*** Opening Supplied material ***

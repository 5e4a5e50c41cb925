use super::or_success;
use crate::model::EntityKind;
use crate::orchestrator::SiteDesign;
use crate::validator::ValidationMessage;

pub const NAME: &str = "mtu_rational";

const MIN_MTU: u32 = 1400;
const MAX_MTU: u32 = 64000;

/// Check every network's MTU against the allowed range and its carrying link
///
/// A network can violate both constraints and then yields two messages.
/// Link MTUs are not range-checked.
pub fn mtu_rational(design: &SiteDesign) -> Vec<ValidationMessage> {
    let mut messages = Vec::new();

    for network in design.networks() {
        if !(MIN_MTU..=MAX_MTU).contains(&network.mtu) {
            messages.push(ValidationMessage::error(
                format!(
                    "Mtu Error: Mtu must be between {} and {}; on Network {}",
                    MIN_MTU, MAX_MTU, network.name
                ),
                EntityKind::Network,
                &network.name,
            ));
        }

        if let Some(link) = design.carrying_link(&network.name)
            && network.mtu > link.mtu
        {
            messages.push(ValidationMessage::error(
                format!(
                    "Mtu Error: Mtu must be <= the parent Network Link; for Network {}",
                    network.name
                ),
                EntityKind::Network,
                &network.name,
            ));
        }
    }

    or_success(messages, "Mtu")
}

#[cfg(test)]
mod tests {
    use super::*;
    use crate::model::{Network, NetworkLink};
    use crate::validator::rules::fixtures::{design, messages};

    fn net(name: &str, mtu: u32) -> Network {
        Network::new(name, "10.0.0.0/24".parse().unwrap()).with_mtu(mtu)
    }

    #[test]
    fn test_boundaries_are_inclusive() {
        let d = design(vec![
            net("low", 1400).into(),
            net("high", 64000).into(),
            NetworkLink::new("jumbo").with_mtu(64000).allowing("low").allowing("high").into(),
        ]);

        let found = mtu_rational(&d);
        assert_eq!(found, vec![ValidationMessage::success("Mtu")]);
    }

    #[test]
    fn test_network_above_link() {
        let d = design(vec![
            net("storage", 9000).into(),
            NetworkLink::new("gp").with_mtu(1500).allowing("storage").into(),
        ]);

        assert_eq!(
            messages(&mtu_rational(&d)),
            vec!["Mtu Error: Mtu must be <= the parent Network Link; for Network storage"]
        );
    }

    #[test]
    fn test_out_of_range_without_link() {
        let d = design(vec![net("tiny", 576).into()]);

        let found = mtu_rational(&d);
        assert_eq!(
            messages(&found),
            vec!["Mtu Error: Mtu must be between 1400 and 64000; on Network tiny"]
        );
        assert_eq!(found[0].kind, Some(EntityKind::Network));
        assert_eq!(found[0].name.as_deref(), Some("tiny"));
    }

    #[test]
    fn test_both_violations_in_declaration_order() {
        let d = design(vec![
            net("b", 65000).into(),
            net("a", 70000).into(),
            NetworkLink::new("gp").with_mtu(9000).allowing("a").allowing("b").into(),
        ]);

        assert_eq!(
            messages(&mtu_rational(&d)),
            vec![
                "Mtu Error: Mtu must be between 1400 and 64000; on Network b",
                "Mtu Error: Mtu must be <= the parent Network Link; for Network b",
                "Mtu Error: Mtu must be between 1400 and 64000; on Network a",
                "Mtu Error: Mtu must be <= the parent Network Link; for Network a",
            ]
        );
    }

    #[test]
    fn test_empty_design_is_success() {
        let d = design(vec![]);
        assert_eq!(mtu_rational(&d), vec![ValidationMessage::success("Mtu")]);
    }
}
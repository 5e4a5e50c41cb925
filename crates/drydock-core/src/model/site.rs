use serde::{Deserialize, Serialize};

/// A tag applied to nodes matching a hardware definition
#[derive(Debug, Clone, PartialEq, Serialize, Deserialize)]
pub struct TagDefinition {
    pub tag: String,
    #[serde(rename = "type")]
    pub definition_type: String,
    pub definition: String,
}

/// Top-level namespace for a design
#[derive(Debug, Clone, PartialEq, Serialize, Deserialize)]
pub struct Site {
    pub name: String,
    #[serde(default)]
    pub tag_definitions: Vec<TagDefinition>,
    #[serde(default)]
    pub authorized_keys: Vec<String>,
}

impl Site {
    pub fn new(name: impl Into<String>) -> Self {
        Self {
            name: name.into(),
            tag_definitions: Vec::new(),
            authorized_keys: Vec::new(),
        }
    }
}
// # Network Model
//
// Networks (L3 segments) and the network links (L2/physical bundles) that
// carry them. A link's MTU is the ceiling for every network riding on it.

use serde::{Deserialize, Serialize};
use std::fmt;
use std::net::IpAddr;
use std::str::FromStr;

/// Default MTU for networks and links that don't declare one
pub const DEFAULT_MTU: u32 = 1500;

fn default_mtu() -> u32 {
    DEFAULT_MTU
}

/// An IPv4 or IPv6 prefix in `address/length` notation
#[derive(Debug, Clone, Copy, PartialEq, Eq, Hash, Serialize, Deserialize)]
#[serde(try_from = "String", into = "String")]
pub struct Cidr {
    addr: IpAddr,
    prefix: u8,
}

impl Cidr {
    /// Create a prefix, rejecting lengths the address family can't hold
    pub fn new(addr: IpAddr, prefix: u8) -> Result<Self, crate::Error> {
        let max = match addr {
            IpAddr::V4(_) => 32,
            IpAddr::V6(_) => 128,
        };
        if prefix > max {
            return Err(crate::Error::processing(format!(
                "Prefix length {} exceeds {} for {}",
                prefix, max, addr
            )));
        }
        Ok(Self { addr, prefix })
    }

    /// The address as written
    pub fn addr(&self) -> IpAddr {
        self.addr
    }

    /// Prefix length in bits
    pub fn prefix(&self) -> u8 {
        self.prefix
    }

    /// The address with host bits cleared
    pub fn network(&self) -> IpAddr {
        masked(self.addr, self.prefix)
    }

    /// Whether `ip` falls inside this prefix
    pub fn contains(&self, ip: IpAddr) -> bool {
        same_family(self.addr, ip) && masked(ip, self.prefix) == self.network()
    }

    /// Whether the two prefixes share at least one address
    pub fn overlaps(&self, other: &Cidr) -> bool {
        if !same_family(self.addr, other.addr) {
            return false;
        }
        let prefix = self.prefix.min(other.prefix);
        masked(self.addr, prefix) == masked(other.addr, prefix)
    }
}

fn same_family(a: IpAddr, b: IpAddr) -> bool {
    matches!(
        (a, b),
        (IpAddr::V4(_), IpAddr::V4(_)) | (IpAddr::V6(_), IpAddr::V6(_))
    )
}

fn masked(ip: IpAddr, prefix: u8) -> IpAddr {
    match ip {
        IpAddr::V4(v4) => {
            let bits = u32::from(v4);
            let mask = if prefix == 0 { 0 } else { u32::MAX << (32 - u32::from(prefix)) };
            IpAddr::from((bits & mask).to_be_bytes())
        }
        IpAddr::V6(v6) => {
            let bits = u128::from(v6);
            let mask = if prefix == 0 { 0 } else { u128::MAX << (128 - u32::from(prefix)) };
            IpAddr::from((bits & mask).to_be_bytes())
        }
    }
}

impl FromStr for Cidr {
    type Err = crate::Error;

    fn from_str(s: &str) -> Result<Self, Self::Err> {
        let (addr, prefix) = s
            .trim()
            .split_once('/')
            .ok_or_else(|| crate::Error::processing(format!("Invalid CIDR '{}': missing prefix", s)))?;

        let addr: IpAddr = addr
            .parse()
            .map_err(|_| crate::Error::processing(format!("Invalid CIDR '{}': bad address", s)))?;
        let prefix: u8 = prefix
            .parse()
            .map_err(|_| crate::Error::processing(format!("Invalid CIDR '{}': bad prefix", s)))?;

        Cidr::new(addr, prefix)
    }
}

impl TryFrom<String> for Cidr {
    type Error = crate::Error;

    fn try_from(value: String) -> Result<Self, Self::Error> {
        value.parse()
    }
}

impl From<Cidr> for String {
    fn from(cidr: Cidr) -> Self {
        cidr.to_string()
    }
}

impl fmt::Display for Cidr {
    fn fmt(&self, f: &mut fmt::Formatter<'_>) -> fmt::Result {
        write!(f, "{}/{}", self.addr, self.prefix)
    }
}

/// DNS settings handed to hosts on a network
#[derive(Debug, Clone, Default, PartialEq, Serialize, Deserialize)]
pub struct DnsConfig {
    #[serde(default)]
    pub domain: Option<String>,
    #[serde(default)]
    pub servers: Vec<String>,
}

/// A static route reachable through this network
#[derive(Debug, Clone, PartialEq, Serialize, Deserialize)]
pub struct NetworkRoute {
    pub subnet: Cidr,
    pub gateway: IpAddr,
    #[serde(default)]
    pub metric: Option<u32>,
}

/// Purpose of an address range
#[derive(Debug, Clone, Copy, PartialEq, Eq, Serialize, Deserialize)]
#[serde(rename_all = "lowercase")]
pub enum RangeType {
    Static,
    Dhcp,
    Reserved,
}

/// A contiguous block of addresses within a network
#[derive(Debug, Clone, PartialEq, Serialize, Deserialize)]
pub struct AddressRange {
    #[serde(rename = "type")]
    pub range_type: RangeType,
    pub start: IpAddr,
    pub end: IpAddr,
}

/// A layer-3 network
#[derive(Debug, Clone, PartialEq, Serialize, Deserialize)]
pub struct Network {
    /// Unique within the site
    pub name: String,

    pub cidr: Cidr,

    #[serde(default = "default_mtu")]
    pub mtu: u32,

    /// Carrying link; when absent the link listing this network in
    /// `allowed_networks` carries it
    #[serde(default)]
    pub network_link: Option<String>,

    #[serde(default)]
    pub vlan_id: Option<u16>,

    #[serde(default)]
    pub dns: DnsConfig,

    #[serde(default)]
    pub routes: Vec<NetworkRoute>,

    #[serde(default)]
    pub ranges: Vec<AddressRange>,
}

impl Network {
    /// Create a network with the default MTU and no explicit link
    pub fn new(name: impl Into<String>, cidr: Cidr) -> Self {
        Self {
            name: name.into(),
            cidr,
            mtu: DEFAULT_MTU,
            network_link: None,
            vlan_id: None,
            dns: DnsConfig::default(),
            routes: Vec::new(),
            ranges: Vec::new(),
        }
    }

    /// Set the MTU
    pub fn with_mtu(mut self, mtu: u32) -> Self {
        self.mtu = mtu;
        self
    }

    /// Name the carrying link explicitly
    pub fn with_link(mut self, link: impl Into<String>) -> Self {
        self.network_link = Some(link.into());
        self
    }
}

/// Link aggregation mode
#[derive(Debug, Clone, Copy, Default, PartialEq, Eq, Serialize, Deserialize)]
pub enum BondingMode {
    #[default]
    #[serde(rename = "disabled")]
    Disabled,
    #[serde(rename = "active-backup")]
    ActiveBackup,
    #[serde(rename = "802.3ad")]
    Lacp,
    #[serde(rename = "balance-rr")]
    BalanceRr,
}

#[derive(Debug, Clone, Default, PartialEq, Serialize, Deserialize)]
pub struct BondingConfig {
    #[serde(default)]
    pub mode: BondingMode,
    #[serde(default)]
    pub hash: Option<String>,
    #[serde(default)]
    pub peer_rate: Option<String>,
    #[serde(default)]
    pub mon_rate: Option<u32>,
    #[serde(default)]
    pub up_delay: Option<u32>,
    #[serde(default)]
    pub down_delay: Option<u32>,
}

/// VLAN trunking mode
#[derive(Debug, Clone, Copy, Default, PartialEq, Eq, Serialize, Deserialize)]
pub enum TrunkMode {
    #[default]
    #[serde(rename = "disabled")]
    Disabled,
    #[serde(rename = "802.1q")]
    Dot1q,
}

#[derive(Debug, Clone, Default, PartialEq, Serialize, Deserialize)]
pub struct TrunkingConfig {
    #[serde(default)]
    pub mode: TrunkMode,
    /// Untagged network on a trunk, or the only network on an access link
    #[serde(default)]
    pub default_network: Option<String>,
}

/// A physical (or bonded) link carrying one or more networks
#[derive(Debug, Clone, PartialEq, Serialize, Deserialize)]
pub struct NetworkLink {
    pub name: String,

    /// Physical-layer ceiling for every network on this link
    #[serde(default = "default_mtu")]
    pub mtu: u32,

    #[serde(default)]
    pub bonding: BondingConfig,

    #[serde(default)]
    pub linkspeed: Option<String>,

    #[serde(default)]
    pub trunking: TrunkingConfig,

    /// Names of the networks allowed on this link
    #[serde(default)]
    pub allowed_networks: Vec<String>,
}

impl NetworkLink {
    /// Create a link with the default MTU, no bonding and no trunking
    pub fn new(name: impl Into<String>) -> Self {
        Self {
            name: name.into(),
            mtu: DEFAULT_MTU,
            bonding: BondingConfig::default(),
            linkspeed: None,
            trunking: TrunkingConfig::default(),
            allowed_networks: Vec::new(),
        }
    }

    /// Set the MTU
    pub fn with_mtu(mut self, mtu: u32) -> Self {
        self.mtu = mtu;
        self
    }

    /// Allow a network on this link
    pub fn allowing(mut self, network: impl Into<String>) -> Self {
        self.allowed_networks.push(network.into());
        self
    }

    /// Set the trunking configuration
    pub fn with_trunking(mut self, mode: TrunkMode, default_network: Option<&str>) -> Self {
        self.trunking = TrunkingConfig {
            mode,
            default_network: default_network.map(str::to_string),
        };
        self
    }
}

*** Closing Supplied material ***
*** Opening Supplied material ***

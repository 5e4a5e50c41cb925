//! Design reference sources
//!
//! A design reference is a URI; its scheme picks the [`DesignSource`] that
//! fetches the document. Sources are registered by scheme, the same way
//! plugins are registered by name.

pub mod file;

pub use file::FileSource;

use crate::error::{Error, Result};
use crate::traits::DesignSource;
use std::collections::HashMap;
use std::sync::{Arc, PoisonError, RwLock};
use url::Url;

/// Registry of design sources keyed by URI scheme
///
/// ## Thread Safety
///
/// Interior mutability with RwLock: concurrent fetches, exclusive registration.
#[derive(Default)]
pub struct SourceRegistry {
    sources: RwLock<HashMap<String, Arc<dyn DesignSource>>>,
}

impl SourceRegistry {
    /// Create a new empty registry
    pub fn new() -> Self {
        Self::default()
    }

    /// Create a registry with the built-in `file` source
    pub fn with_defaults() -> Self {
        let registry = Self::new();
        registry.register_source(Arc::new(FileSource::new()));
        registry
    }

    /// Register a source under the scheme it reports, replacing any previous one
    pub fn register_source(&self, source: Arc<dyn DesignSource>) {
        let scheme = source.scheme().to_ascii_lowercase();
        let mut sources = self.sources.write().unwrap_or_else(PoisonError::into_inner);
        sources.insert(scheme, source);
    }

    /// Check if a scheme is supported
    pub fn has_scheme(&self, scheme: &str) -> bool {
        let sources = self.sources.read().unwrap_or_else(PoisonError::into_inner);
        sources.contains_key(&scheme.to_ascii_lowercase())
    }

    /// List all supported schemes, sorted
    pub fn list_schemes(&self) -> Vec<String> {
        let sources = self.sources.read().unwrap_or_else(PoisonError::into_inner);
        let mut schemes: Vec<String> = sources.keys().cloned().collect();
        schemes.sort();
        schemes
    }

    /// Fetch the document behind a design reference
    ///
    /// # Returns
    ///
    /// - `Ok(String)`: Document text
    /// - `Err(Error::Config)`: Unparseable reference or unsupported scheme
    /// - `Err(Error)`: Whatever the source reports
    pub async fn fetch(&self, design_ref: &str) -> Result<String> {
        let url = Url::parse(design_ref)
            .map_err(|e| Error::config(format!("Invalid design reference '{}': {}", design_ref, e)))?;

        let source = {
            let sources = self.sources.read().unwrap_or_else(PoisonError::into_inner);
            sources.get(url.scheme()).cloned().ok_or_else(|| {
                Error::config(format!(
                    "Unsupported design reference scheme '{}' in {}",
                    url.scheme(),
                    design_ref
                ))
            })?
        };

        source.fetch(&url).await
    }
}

*** Closing Supplied material ***
*** Opening Supplied material ***

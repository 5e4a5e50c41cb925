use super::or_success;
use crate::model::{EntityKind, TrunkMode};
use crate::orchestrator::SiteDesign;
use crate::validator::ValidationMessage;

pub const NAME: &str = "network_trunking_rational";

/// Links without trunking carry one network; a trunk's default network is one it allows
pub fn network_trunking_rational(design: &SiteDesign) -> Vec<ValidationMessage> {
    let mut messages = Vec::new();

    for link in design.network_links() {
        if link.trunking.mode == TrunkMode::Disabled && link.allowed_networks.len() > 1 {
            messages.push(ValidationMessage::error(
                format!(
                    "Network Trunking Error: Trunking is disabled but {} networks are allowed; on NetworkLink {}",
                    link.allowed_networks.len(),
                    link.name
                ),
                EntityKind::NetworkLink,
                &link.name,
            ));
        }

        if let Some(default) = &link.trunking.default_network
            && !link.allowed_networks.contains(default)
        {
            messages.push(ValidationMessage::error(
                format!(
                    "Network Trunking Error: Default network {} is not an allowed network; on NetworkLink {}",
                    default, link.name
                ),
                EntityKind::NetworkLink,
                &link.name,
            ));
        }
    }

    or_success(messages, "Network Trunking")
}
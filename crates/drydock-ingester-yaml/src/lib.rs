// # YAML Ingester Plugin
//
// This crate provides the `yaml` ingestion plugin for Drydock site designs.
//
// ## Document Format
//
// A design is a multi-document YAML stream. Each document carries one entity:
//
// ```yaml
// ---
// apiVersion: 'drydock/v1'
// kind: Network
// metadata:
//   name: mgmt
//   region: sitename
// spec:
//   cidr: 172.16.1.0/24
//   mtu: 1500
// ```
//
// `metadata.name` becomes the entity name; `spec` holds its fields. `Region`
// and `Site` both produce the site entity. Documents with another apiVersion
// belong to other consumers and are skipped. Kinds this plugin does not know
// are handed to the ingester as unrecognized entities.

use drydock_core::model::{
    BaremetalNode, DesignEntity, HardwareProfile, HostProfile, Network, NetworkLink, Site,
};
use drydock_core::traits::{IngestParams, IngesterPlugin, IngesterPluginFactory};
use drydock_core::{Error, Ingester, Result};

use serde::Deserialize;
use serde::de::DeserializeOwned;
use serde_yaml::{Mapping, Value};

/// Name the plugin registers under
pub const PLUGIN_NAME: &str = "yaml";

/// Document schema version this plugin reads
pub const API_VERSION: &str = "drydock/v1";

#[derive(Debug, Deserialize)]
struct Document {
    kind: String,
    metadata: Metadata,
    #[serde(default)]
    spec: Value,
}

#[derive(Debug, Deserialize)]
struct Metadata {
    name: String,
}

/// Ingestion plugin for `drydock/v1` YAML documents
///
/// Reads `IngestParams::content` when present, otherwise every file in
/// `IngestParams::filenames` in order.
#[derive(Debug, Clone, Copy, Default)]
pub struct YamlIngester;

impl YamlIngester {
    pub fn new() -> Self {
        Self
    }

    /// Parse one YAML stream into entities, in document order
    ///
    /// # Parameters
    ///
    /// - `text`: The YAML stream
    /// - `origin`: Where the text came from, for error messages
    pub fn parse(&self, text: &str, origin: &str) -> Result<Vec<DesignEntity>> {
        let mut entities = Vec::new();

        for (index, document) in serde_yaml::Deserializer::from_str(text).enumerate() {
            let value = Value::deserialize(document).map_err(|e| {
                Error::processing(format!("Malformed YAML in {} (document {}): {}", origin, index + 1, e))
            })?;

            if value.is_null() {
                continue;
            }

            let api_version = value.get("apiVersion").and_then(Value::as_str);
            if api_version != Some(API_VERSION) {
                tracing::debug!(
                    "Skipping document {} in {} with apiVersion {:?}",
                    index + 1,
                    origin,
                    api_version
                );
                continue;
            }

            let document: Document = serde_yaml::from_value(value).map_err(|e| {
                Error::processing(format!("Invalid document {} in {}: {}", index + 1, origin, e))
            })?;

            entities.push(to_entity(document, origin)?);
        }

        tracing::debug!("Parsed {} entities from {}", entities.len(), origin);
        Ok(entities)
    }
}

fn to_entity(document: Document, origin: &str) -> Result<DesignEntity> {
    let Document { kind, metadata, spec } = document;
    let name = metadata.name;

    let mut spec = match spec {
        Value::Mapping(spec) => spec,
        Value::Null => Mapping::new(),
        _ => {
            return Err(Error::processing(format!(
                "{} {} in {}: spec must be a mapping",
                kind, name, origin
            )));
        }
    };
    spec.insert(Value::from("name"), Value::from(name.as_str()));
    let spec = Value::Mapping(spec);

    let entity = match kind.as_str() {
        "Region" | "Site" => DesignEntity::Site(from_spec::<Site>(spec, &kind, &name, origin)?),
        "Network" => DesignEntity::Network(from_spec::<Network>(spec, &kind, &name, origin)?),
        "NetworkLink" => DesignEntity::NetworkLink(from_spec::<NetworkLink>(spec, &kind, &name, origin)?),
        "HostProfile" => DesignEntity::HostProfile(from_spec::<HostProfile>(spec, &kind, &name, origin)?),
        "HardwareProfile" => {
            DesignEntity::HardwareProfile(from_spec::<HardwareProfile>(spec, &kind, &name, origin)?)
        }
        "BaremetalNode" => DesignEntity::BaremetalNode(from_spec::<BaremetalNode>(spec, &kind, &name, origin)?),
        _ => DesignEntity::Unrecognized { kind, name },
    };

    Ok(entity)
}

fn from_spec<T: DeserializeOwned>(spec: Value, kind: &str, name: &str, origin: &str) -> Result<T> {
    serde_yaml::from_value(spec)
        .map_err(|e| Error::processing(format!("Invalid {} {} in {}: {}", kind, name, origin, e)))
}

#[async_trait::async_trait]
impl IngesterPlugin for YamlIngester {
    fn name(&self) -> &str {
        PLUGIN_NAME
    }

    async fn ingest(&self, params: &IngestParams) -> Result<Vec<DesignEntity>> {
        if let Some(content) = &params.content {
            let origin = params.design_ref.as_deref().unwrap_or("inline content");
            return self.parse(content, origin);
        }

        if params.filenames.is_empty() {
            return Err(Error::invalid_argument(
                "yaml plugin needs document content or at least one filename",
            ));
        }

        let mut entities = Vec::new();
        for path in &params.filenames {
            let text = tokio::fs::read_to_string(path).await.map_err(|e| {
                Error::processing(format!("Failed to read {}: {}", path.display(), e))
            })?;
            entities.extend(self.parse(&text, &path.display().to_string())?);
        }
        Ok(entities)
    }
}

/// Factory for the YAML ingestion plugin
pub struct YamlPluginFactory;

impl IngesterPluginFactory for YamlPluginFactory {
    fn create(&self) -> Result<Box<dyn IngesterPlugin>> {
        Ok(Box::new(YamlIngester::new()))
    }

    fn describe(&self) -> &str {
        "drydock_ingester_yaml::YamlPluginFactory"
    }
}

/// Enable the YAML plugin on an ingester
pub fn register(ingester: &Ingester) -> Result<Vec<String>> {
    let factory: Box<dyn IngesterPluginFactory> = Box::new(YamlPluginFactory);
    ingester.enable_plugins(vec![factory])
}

*** Closing Supplied material ***

#### Description of the task:
Go through the records and report each line that contains "routes".

#### Written solution:
    pub routes: Vec<NetworkRoute>,
            routes: Vec::new(),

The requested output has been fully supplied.